[Stored data]
▬▬▬▬▬▬▬▬▬▬

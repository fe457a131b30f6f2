//! Discovery service: search, load more, and expand event descriptions.
//!
//! Owns the single discovery [`Feed`] and drives the [`EventQuery`] port.
//! The feed lock is only held for short synchronous transitions, never
//! across the upstream call, so concurrent requests observe the loading
//! status and are turned away as [`ActionOutcome::Rejected`].

use std::sync::atomic::{AtomicBool, Ordering};
use std::sync::{Mutex, MutexGuard, PoisonError};

use eventscout_domain::error::{NotFoundError, ScoutError};
use eventscout_domain::feed::{Feed, QueryRejected};
use eventscout_domain::id::EventId;
use eventscout_domain::page::PageRequest;

use crate::ports::EventQuery;

/// Result of a search or load-more action.
#[derive(Debug, Clone, PartialEq, Eq)]
pub enum ActionOutcome {
    /// A page arrived and was applied.
    Loaded {
        /// Number of events on the page.
        received: usize,
    },
    /// The query failed; the feed shows the generic error.
    Failed,
    /// The action was a no-op.
    Rejected(QueryRejected),
}

/// Application service for the event discovery view.
pub struct DiscoveryService<Q> {
    query: Q,
    feed: Mutex<Feed>,
    activated: AtomicBool,
}

impl<Q: EventQuery> DiscoveryService<Q> {
    /// Create a new service backed by the given query port.
    pub fn new(query: Q) -> Self {
        Self {
            query,
            feed: Mutex::new(Feed::default()),
            activated: AtomicBool::new(false),
        }
    }

    fn feed(&self) -> MutexGuard<'_, Feed> {
        self.feed.lock().unwrap_or_else(PoisonError::into_inner)
    }

    /// Copy of the current feed, for rendering.
    pub fn snapshot(&self) -> Feed {
        self.feed().clone()
    }

    pub fn set_location(&self, value: impl Into<String>) {
        self.feed().set_location(value);
    }

    pub fn set_keyword(&self, value: impl Into<String>) {
        self.feed().set_keyword(value);
    }

    /// Run the first search of the view, at most once per service.
    ///
    /// Returns `None` when the view was already activated, either by an
    /// earlier call or by an explicit search.
    pub async fn initial_load(&self) -> Option<ActionOutcome> {
        if self.activated.swap(true, Ordering::SeqCst) {
            return None;
        }
        tracing::info!("initial discovery load");
        let request = self.feed().start_search();
        Some(self.dispatch(request).await)
    }

    /// Search from page 1 with the current filter, replacing the results.
    pub async fn search(&self) -> ActionOutcome {
        self.activated.store(true, Ordering::SeqCst);
        let request = self.feed().start_search();
        self.dispatch(request).await
    }

    /// Fetch the next page and append it to the results.
    pub async fn load_more(&self) -> ActionOutcome {
        let request = self.feed().start_load_more();
        self.dispatch(request).await
    }

    /// Fetch `page`, replacing the results for a new search or page 1 and
    /// appending otherwise.
    pub async fn run_query(&self, page: u32, is_new_search: bool) -> ActionOutcome {
        let request = self.feed().start_query(page, is_new_search);
        self.dispatch(request).await
    }

    /// Flip the description expansion of event `id`.
    ///
    /// # Errors
    ///
    /// Returns [`ScoutError::NotFound`] when no listed event has `id`.
    pub fn toggle_expanded(&self, id: &EventId) -> Result<bool, ScoutError> {
        self.feed().toggle_expanded(id).ok_or_else(|| {
            NotFoundError {
                entity: "Event",
                id: id.to_string(),
            }
            .into()
        })
    }

    async fn dispatch(&self, request: Result<PageRequest, QueryRejected>) -> ActionOutcome {
        let request = match request {
            Ok(request) => request,
            Err(rejected) => {
                tracing::debug!(reason = %rejected, "discovery action ignored");
                return ActionOutcome::Rejected(rejected);
            }
        };

        tracing::info!(
            location = %request.location,
            keyword = %request.keyword,
            page = request.page,
            "querying events"
        );
        let mut guard = InFlightGuard {
            feed: &self.feed,
            armed: true,
        };
        let result = self.query.search(request).await;
        guard.armed = false;

        match result {
            Ok(page) => {
                let received = page.events.len();
                let has_more = page.has_more;
                self.feed().complete(page);
                tracing::info!(received, has_more, "events page loaded");
                ActionOutcome::Loaded { received }
            }
            Err(err) => {
                tracing::warn!(error = ?err, "event query failed");
                self.feed().fail();
                ActionOutcome::Failed
            }
        }
    }
}

/// Fails the in-flight query if the dispatching future is dropped before
/// the upstream call resolves, so the feed never stays loading.
struct InFlightGuard<'a> {
    feed: &'a Mutex<Feed>,
    armed: bool,
}

impl Drop for InFlightGuard<'_> {
    fn drop(&mut self) {
        if self.armed {
            tracing::warn!("event query abandoned before completion");
            self.feed
                .lock()
                .unwrap_or_else(PoisonError::into_inner)
                .fail();
        }
    }
}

▬▬▬▬▬▬▬▬▬▬

REQUIRED WORK ▸ Each entry needs to be copied out exactly as written.

SOLUTION TO THIS TASK ▸
repository fe457a131b30f6f2
//! Discovery service: search, load more, and expand event descriptions.
//!
//! Owns the single discovery [`Feed`] and drives the [`EventQuery`] port.
//! The feed lock is only held for short synchronous transitions, never
//! across the upstream call, so concurrent requests observe the loading
//! status and are turned away as [`ActionOutcome::Rejected`].

use std::sync::atomic::{AtomicBool, Ordering};
use std::sync::{Mutex, MutexGuard, PoisonError};

use eventscout_domain::error::{NotFoundError, ScoutError};
use eventscout_domain::feed::{Feed, QueryRejected};
use eventscout_domain::id::EventId;
use eventscout_domain::page::PageRequest;

use crate::ports::EventQuery;

/// Result of a search or load-more action.
#[derive(Debug, Clone, PartialEq, Eq)]
pub enum ActionOutcome {
    /// A page arrived and was applied.
    Loaded {
        /// Number of events on the page.
        received: usize,
    },
    /// The query failed; the feed shows the generic error.
    Failed,
    /// The action was a no-op.
    Rejected(QueryRejected),
}

/// Application service for the event discovery view.
pub struct DiscoveryService<Q> {
    query: Q,
    feed: Mutex<Feed>,
    activated: AtomicBool,
}

impl<Q: EventQuery> DiscoveryService<Q> {
    /// Create a new service backed by the given query port.
    pub fn new(query: Q) -> Self {
        Self {
            query,
            feed: Mutex::new(Feed::default()),
            activated: AtomicBool::new(false),
        }
    }

    fn feed(&self) -> MutexGuard<'_, Feed> {
        self.feed.lock().unwrap_or_else(PoisonError::into_inner)
    }

    /// Copy of the current feed, for rendering.
    pub fn snapshot(&self) -> Feed {
        self.feed().clone()
    }

    pub fn set_location(&self, value: impl Into<String>) {
        self.feed().set_location(value);
    }

    pub fn set_keyword(&self, value: impl Into<String>) {
        self.feed().set_keyword(value);
    }

    /// Run the first search of the view, at most once per service.
    ///
    /// Returns `None` when the view was already activated, either by an
    /// earlier call or by an explicit search.
    pub async fn initial_load(&self) -> Option<ActionOutcome> {
        if self.activated.swap(true, Ordering::SeqCst) {
            return None;
        }
        tracing::info!("initial discovery load");
        let request = self.feed().start_search();
        Some(self.dispatch(request).await)
    }

    /// Search from page 1 with the current filter, replacing the results.
    pub async fn search(&self) -> ActionOutcome {
        self.activated.store(true, Ordering::SeqCst);
        let request = self.feed().start_search();
        self.dispatch(request).await
    }

    /// Fetch the next page and append it to the results.
    pub async fn load_more(&self) -> ActionOutcome {
        let request = self.feed().start_load_more();
        self.dispatch(request).await
    }

    /// Fetch `page`, replacing the results for a new search or page 1 and
    /// appending otherwise.
    pub async fn run_query(&self, page: u32, is_new_search: bool) -> ActionOutcome {
        let request = self.feed().start_query(page, is_new_search);
        self.dispatch(request).await
    }

    /// Flip the description expansion of event `id`.
    ///
    /// # Errors
    ///
    /// Returns [`ScoutError::NotFound`] when no listed event has `id`.
    pub fn toggle_expanded(&self, id: &EventId) -> Result<bool, ScoutError> {
        self.feed().toggle_expanded(id).ok_or_else(|| {
            NotFoundError {
                entity: "Event",
                id: id.to_string(),
            }
            .into()
        })
    }

    async fn dispatch(&self, request: Result<PageRequest, QueryRejected>) -> ActionOutcome {
        let request = match request {
            Ok(request) => request,
            Err(rejected) => {
                tracing::debug!(reason = %rejected, "discovery action ignored");
                return ActionOutcome::Rejected(rejected);
            }
        };

        tracing::info!(
            location = %request.location,
            keyword = %request.keyword,
            page = request.page,
            "querying events"
        );
        let mut guard = InFlightGuard {
            feed: &self.feed,
            armed: true,
        };
        let result = self.query.search(request).await;
        guard.armed = false;

        match result {
            Ok(page) => {
                let received = page.events.len();
                let has_more = page.has_more;
                self.feed().complete(page);
                tracing::info!(received, has_more, "events page loaded");
                ActionOutcome::Loaded { received }
            }
            Err(err) => {
                tracing::warn!(error = ?err, "event query failed");
                self.feed().fail();
                ActionOutcome::Failed
            }
        }
    }
}

/// Fails the in-flight query if the dispatching future is dropped before
/// the upstream call resolves, so the feed never stays loading.
struct InFlightGuard<'a> {
    feed: &'a Mutex<Feed>,
    armed: bool,
}

impl Drop for InFlightGuard<'_> {
    fn drop(&mut self) {
        if self.armed {
            tracing::warn!("event query abandoned before completion");
            self.feed
                .lock()
                .unwrap_or_else(PoisonError::into_inner)
                .fail();
        }
    }
}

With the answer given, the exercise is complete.